I love snacks. I love them so much. Feel free to bring something, always. I’ll remember you forever. Charcuterie, butterscotch popcorn, a cupcake.
Anything I can feed you with my fingers.
If you want to bring along wine or beer for us to share, I’m happy to join you with a drink. I’m not a big drinker, it’s just not my thing, but a cocktail or two as we get to know each other is nice. I prefer a dryer champagne, an IPA or sour, and pretty much any type of wine that strikes your fancy. I’m not even going to pretend that I know anything about wine. You’d see right through me.
Three hour dates require some sort of sustenance. Snacks are completely fine. Four hours and above require a meal. We. can go out for a fine dining experience, or we can hit a divey spot where we can lean in close and chat in low voices, cozy and coy. I’m most at home in a casual setting. We can stay in, comfortable together, with room service or delivery. Or we can pick up Taco Bell. Options are endless.

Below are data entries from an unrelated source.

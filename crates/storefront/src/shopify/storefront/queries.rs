//! GraphQL query definitions for Shopify Storefront API.

use graphql_client::GraphQLQuery;

// Scalar types for Shopify GraphQL schema
// Must be defined in the same module where GraphQLQuery derive is used
// Note: These MUST match the GraphQL schema scalar names exactly (uppercase)
#[allow(clippy::upper_case_acronyms)]
type DateTime = String;
#[allow(clippy::upper_case_acronyms)]
type Decimal = String;
#[allow(clippy::upper_case_acronyms)]
type URL = String;
#[allow(clippy::upper_case_acronyms)]
type HTML = String;
#[allow(dead_code, clippy::upper_case_acronyms)]
type Color = String;
#[allow(dead_code, clippy::upper_case_acronyms)]
type JSON = serde_json::Value;
#[allow(dead_code)]
type UnsignedInt64 = String;

// Product queries
#[derive(GraphQLQuery)]
#[graphql(
    schema_path = "graphql/storefront/schema.json",
    query_path = "graphql/storefront/queries/products.graphql",
    response_derives = "Debug, Clone"
)]
pub struct GetProductByHandle;

#[derive(GraphQLQuery)]
#[graphql(
    schema_path = "graphql/storefront/schema.json",
    query_path = "graphql/storefront/queries/products.graphql",
    response_derives = "Debug, Clone"
)]
pub struct GetProducts;

#[derive(GraphQLQuery)]
#[graphql(
    schema_path = "graphql/storefront/schema.json",
    query_path = "graphql/storefront/queries/products.graphql",
    response_derives = "Debug, Clone"
)]
pub struct GetProductRecommendations;

// Collection queries
#[derive(GraphQLQuery)]
#[graphql(
    schema_path = "graphql/storefront/schema.json",
    query_path = "graphql/storefront/queries/collections.graphql",
    response_derives = "Debug, Clone"
)]
pub struct GetCollectionByHandle;

#[derive(GraphQLQuery)]
#[graphql(
    schema_path = "graphql/storefront/schema.json",
    query_path = "graphql/storefront/queries/collections.graphql",
    response_derives = "Debug, Clone"
)]
pub struct GetCollections;

// Cart mutations and queries
#[derive(GraphQLQuery)]
#[graphql(
    schema_path = "graphql/storefront/schema.json",
    query_path = "graphql/storefront/queries/cart.graphql",
    response_derives = "Debug, Clone"
)]
pub struct CreateCart;

#[derive(GraphQLQuery)]
#[graphql(
    schema_path = "graphql/storefront/schema.json",
    query_path = "graphql/storefront/queries/cart.graphql",
    response_derives = "Debug, Clone"
)]
pub struct GetCart;

#[derive(GraphQLQuery)]
#[graphql(
    schema_path = "graphql/storefront/schema.json",
    query_path = "graphql/storefront/queries/cart.graphql",
    response_derives = "Debug, Clone"
)]
pub struct AddToCart;

#[derive(GraphQLQuery)]
#[graphql(
    schema_path = "graphql/storefront/schema.json",
    query_path = "graphql/storefront/queries/cart.graphql",
    response_derives = "Debug, Clone"
)]
pub struct UpdateCartLines;

#[derive(GraphQLQuery)]
#[graphql(
    schema_path = "graphql/storefront/schema.json",
    query_path = "graphql/storefront/queries/cart.graphql",
    response_derives = "Debug, Clone"
)]
pub struct RemoveFromCart;

#[derive(GraphQLQuery)]
#[graphql(
    schema_path = "graphql/storefront/schema.json",
    query_path = "graphql/storefront/queries/cart.graphql",
    response_derives = "Debug, Clone"
)]
pub struct UpdateCartDiscountCodes;

#[derive(GraphQLQuery)]
#[graphql(
    schema_path = "graphql/storefront/schema.json",
    query_path = "graphql/storefront/queries/cart.graphql",
    response_derives = "Debug, Clone"
)]
pub struct UpdateCartNote;

// Customer mutations (Storefront API authentication)
#[derive(GraphQLQuery)]
#[graphql(
    schema_path = "graphql/storefront/schema.json",
    query_path = "graphql/storefront/queries/customer.graphql",
    response_derives = "Debug, Clone"
)]
pub struct CustomerCreate;

#[derive(GraphQLQuery)]
#[graphql(
    schema_path = "graphql/storefront/schema.json",
    query_path = "graphql/storefront/queries/customer.graphql",
    response_derives = "Debug, Clone"
)]
pub struct CustomerAccessTokenCreate;

#[derive(GraphQLQuery)]
#[graphql(
    schema_path = "graphql/storefront/schema.json",
    query_path = "graphql/storefront/queries/customer.graphql",
    response_derives = "Debug, Clone"
)]
pub struct CustomerActivateByUrl;

#[derive(GraphQLQuery)]
#[graphql(
    schema_path = "graphql/storefront/schema.json",
    query_path = "graphql/storefront/queries/customer.graphql",
    response_derives = "Debug, Clone"
)]
pub struct CustomerRecover;

#[derive(GraphQLQuery)]
#[graphql(
    schema_path = "graphql/storefront/schema.json",
    query_path = "graphql/storefront/queries/customer.graphql",
    response_derives = "Debug, Clone"
)]
pub struct CustomerResetByUrl;

#[derive(GraphQLQuery)]
#[graphql(
    schema_path = "graphql/storefront/schema.json",
    query_path = "graphql/storefront/queries/customer.graphql",
    response_derives = "Debug, Clone"
)]
pub struct CustomerAccessTokenRenew;

#[derive(GraphQLQuery)]
#[graphql(
    schema_path = "graphql/storefront/schema.json",
    query_path = "graphql/storefront/queries/customer.graphql",
    response_derives = "Debug, Clone"
)]
pub struct CustomerAccessTokenDelete;

#[derive(GraphQLQuery)]
#[graphql(
    schema_path = "graphql/storefront/schema.json",
    query_path = "graphql/storefront/queries/customer.graphql",
    response_derives = "Debug, Clone"
)]
pub struct GetCustomerByToken;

I love longer dates and enjoy the different levels of intimacy that they provide. To make our time more comfortable for us both, I do insist on 7 hours of uninterrupted sleep because I am a human and not a robot. Dates 24 hours and longer require some alone time each day, so that we both attend to important matters and I have time alone to get ready and be at my best for you every day.
FMTY inquiries require a $50 consultation fee. This prevents anyone unsavory from wasting my time and assures me that you’re serious, not just interested in chatting. This is either refunded if I can’t make the trip work, or applied to the final balance. If you run off into the night after making me do a bunch of admin work, it’s mine to keep. Once the consultation fee is received I’ll begin gathering the information we’ll need to make arrangements: flight, lodging, travel expense, and balance. Note that while a first class ticket is a treat, it’s not a necessary one on east coast flights. Midwest and west coast, I do require first class tickets because that flight is long as hell and I’d like to be a bit more comfortable. FMTY and extedned dates require a 50% deposit and all travel expenses paid up front with the balance due in cash on arrival.

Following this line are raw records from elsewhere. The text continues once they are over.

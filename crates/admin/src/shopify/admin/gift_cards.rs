//! Gift card management operations for the Admin API.

use tracing::instrument;

use super::{
    AdminClient, AdminShopifyError, GraphQLError,
    queries::{
        GetGiftCardConfiguration, GetGiftCardDetail, GetGiftCards, GetGiftCardsCount,
        GiftCardCreate, GiftCardCredit, GiftCardDeactivate, GiftCardDebit,
        GiftCardSendNotificationToCustomer, GiftCardSendNotificationToRecipient, GiftCardUpdate,
    },
};
use crate::shopify::types::{
    GiftCard, GiftCardConfiguration, GiftCardConnection, GiftCardDetail, GiftCardRecipient,
    GiftCardSortKey, GiftCardTransaction, Money, PageInfo,
};
use super::{
    AdminClient, AdminShopifyError, GraphQLError,
    conversions::{convert_order, convert_order_connection, convert_order_list_connection},
    queries::{
        GetOrder, GetOrderDetail, GetOrders, OrderCancel, OrderCapture, OrderClose,
        OrderMarkAsPaid, OrderOpen, OrderTagsAdd, OrderTagsRemove, OrderUpdate,
    },
};
use crate::shopify::types::{Order, OrderConnection, OrderListConnection, OrderSortKey};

No reviews, please. I find the review system to be demeaning to women. While I am aware that I am selling a service, it’s a deeply personal service and no person’s experience will be identical to another’s. Please respect me by keeping what goes on between us between us.

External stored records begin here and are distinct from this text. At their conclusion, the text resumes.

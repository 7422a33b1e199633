//! Static content page route handlers.
//!
//! Serves markdown-based content pages like terms, privacy, FAQ, etc.

use askama::Template;
use askama_web::WebTemplate;
use axum::{Router, extract::State, http::StatusCode, response::IntoResponse, routing::get};
use chrono::NaiveDate;
use tracing::instrument;

use crate::filters;
use crate::state::AppState;

/// Content page template.
#[derive(Template, WebTemplate)]
#[template(path = "pages/content.html")]
pub struct ContentPageTemplate {
    pub title: String,
    pub description: String,
    pub updated_at: Option<NaiveDate>,
    pub content_html: String,
}

/// Serve a content page by slug.
fn serve_content_page(state: &AppState, slug: &str) -> Result<ContentPageTemplate, StatusCode> {
    let page = state
        .content()
        .get_page(slug)
        .ok_or(StatusCode::NOT_FOUND)?;

    Ok(ContentPageTemplate {
        title: page.meta.title.clone(),
        description: page.meta.description.clone().unwrap_or_default(),
        updated_at: page.meta.updated_at,
        content_html: page.content_html.clone(),
    })
}

/// Display the Terms of Service page.
///
/// # Errors
///
/// Returns 404 if the page doesn't exist.
#[instrument(skip(state))]
pub async fn terms(State(state): State<AppState>) -> Result<impl IntoResponse, StatusCode> {
    serve_content_page(&state, "terms")
}

/// Display the Privacy Policy page.
///
/// # Errors
///
/// Returns 404 if the page doesn't exist.
#[instrument(skip(state))]
pub async fn privacy(State(state): State<AppState>) -> Result<impl IntoResponse, StatusCode> {
    serve_content_page(&state, "privacy")
}

/// Display the Accessibility page.
///
/// # Errors
///
/// Returns 404 if the page doesn't exist.
#[instrument(skip(state))]
pub async fn accessibility(State(state): State<AppState>) -> Result<impl IntoResponse, StatusCode> {
    serve_content_page(&state, "accessibility")
}

/// Display the FAQ page.
///
/// # Errors
///
/// Returns 404 if the page doesn't exist.
#[instrument(skip(state))]
pub async fn faq(State(state): State<AppState>) -> Result<impl IntoResponse, StatusCode> {
    serve_content_page(&state, "faq")
}

/// Display the Shipping & Returns page.
///
/// # Errors
///
/// Returns 404 if the page doesn't exist.
#[instrument(skip(state))]
pub async fn shipping(State(state): State<AppState>) -> Result<impl IntoResponse, StatusCode> {
    serve_content_page(&state, "shipping")
}

/// Create the pages routes router.
pub fn router() -> Router<AppState> {
    Router::new()
        .route("/terms", get(terms))
        .route("/privacy", get(privacy))
        .route("/accessibility", get(accessibility))
        .route("/faq", get(faq))
        .route("/shipping", get(shipping))
}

I do not accept references as stand-alone screening, merely icing on the proverbial cake that is screening.
I am happy to provide a reference for you after we’ve met, up to two times within six months. Please reach out to me via email to give me a heads up, and direct the companion to my email. Do not give out my phone number without my consent. Any reference requests sent via text will be ignored. Any requests beyond the first two incur a $150 fee.
I am 420 friendly. If you’d like to bring something with you, that’s fine, as long as it’s an unopened, distributer sealed cartridge. if you’d like flower (depending on accommodations) or edibles, please contact me. I can bring them along for $10 a serving.
If you know you’re a weirdo when you get high, don’t do it, I beg of you. It freaks me out and then it’ll get all weird.
If you are a neurodivergent person, on the spectrum, or just generally struggle with face-to-face communication, please do not feel afraid to spend time with me. Intimacy and physical touch is important for all humans, and I’m happy to provide that for you. In lieu of constant verbal communication, we can always have a coffee, a snack, and watch hilarious internet videos together to fill in any conversation gaps between hanky-panky. No pressure for non-stop verbal conversation. I want you to feel as comfortable as possible just being yourself.